The door installed with minor setbacks. Just needs fine tuning.

Hopefully, this weekend, I can start installing the exterior siding. Keep the rain out.
And put the two windows in.
Then I have to start worrying if I can find my electrical guy. 

My batteries are dead in my camera, so that's why no pics. They'll be added later.


----------



## RonthePirate

Framing and house wrapping is 100%. Did that today.
The next shots you see will be that of the windows, with completed outside paneling.


----------



## sjm9911

Cool ron, hope it's going well. Can't wait for the pictures.


----------



## RonthePirate

*Finally!*

Yeah! As I promised, here are further pics in my construction of my RailRoad Room.
I finally got batteries, so here we go!

The first two pics show the inside from the door. I got the windows framed out, just waiting on their purchase to do the final cut.
Stuck a bit of insulation in that I had left over.
A travel trailer was being hauled away for scrap where we deliver our meals-on-wheels route.
I asked them if I could have the air conditioner. A big yes! Free air! Yay!

















These next two show the exterior. Apologies, but I still haven't put on all the exterior siding.
I was waitin' for my windows, but they never came in. Oh well, $300.00 refund!
The one is the front door. Unfinished front.
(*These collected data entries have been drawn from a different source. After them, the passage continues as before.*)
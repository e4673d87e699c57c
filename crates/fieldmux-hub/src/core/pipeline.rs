//! Streamer Pipeline (C6).
//!
//! One per streamer, created by the telemetry hub on field connect. Binds
//! the port allocator (C1), an SRT receiver group (C3), and a relay group
//! (C5) into a single lifecycle.

use fieldmux_common::models::StreamDestination;

use super::port_allocator::PortAllocator;
use super::relay_group::{RelayGroup, RelayGroupStatus};
use super::srt_group::{SrtGroup, SrtGroupConfig, SrtGroupStatus};

#[derive(Debug, Clone)]
pub struct PipelineConfig {
    pub max_links: u32,
    pub latency_ms: u32,
    pub passphrase: String,
}

pub struct PipelineStatus {
    pub port: u16,
    pub ingest: SrtGroupStatus,
    pub relays: Option<RelayGroupStatus>,
}

pub struct StreamerPipeline {
    streamer_id: String,
    port: u16,
    ingest: SrtGroup,
    relays: Option<RelayGroup>,
}

impl StreamerPipeline {
    /// Bring up a pipeline for `streamer_id`: allocate a port, open the
    /// ingest group, and — if any destination is enabled — start relays.
    /// Ingest always runs even with zero destinations (§4.6 step 3).
    pub fn start(
        streamer_id: &str,
        destinations: &[StreamDestination],
        config: &PipelineConfig,
        ports: &PortAllocator,
    ) -> Self {
        let port = ports.allocate(streamer_id);

        let ingest = SrtGroup::start(SrtGroupConfig {
            base_port: port,
            max_links: config.max_links,
            latency_ms: config.latency_ms,
            passphrase: config.passphrase.clone(),
        });

        let enabled: Vec<&StreamDestination> = destinations
            .iter()
            .filter(|d| d.enabled && !d.rtmp_url.is_empty())
            .collect();

        let relays = if enabled.is_empty() {
            tracing::info!(streamer_id, "pipeline started with no active destinations, ingest only");
            None
        } else {
            let ingress_url = format!("srt://127.0.0.1:{port}?mode=listener");
            let mut group = RelayGroup::new(ingress_url);
            for dest in enabled {
                group.add_destination(dest.platform.clone(), dest.rtmp_url.clone(), true);
            }
            group.start_all();
            Some(group)
        };

        tracing::info!(streamer_id, port, "pipeline started");

        Self {
            streamer_id: streamer_id.to_string(),
            port,
            ingest,
            relays,
        }
    }

    /// Tear down the pipeline: stop relays, stop ingest, release the port.
    /// Idempotent — safe to call once ownership has already unwound.
    pub async fn stop(&mut self, ports: &PortAllocator) {
        if let Some(mut relays) = self.relays.take() {
            relays.stop_all().await;
        }
        self.ingest.stop().await;
        ports.release(&self.streamer_id);
        tracing::info!(streamer_id = %self.streamer_id, "pipeline stopped");
    }

    pub fn port(&self) -> u16 {
        self.port
    }

    pub fn status(&self) -> PipelineStatus {
        PipelineStatus {
            port: self.port,
            ingest: self.ingest.status(),
            relays: self.relays.as_ref().map(|r| r.status()),
        }
    }
}

#[cfg(test)]
mod tests {
    use super::*;
    use crate::core::port_allocator::PortAllocatorConfig;

    fn config() -> PipelineConfig {
        PipelineConfig {
            max_links: 2,
            latency_ms: 500,
            passphrase: String::new(),
        }
    }

    #[tokio::test]
    async fn pipeline_with_no_destinations_still_opens_ingest() {
        let ports = PortAllocator::new(PortAllocatorConfig::default());
        let mut pipeline = StreamerPipeline::start("s1", &[], &config(), &ports);
        assert!(ports.get("s1").is_some());
        assert_eq!(pipeline.status().ingest.total_links, 2);
        assert!(pipeline.status().relays.is_none());
        pipeline.stop(&ports).await;
        assert!(ports.get("s1").is_none());
    }

    #[tokio::test]
    async fn disabled_destinations_are_excluded_from_relay_group() {
        let ports = PortAllocator::new(PortAllocatorConfig::default());
        let destinations = vec![StreamDestination {
            platform: "youtube".into(),
            rtmp_url: "rtmp://example.com/app/key".into(),
            enabled: false,
        }];
        let mut pipeline = StreamerPipeline::start("s2", &destinations, &config(), &ports);
        assert!(pipeline.status().relays.is_none());
        pipeline.stop(&ports).await;
    }

    #[tokio::test]
    async fn enabled_destination_starts_a_relay_group() {
        let ports = PortAllocator::new(PortAllocatorConfig::default());
        let destinations = vec![StreamDestination {
            platform: "youtube".into(),
            rtmp_url: "rtmp://example.com/app/key".into(),
            enabled: true,
        }];
        let mut pipeline = StreamerPipeline::start("s3", &destinations, &config(), &ports);
        assert_eq!(pipeline.status().relays.unwrap().total, 1);
        pipeline.stop(&ports).await;
    }
}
The back and side. I did the bird board uptop, saved some time later. Like I said, I haven't cut out the window openings yet.









OK, that's it for now. The next step is get the four exterior panels to complete that small part in front. Then I'll buy the windows and throw them in.


----------



## Magic

Starting to shape up nicely. Better hurry cold weather is on the way.

Magic


----------



## RonthePirate

Hi, Magic. You know, the cold really doesn't bother me too much. (it really doesn't get COLD here, just kinda chilly. I'm an ex-Chicago boy..........I *KNOW* cold!)
It's the blasted wind. You just cannot work in that stuff. Try to fix a roof, or, like in my case here, try to put up a piece of siding. Wheeee..........there it goes, flying away!

But after I get the windows in, the last four pieces of siding, the trim and paint, the rest of the job is inside. Finishing work. The actual fun part of the project. 
I just redid a laundry room the same way. It was open, with a ceiling. Added walls, insulation, dropped ceiling, paneling, and a vinyl tile floor. It did turn out pretty good, for my first time actually building something. Here's what that looks like:

I built the A/C unit into the wall. Gonna do the same for the RailRoad Room.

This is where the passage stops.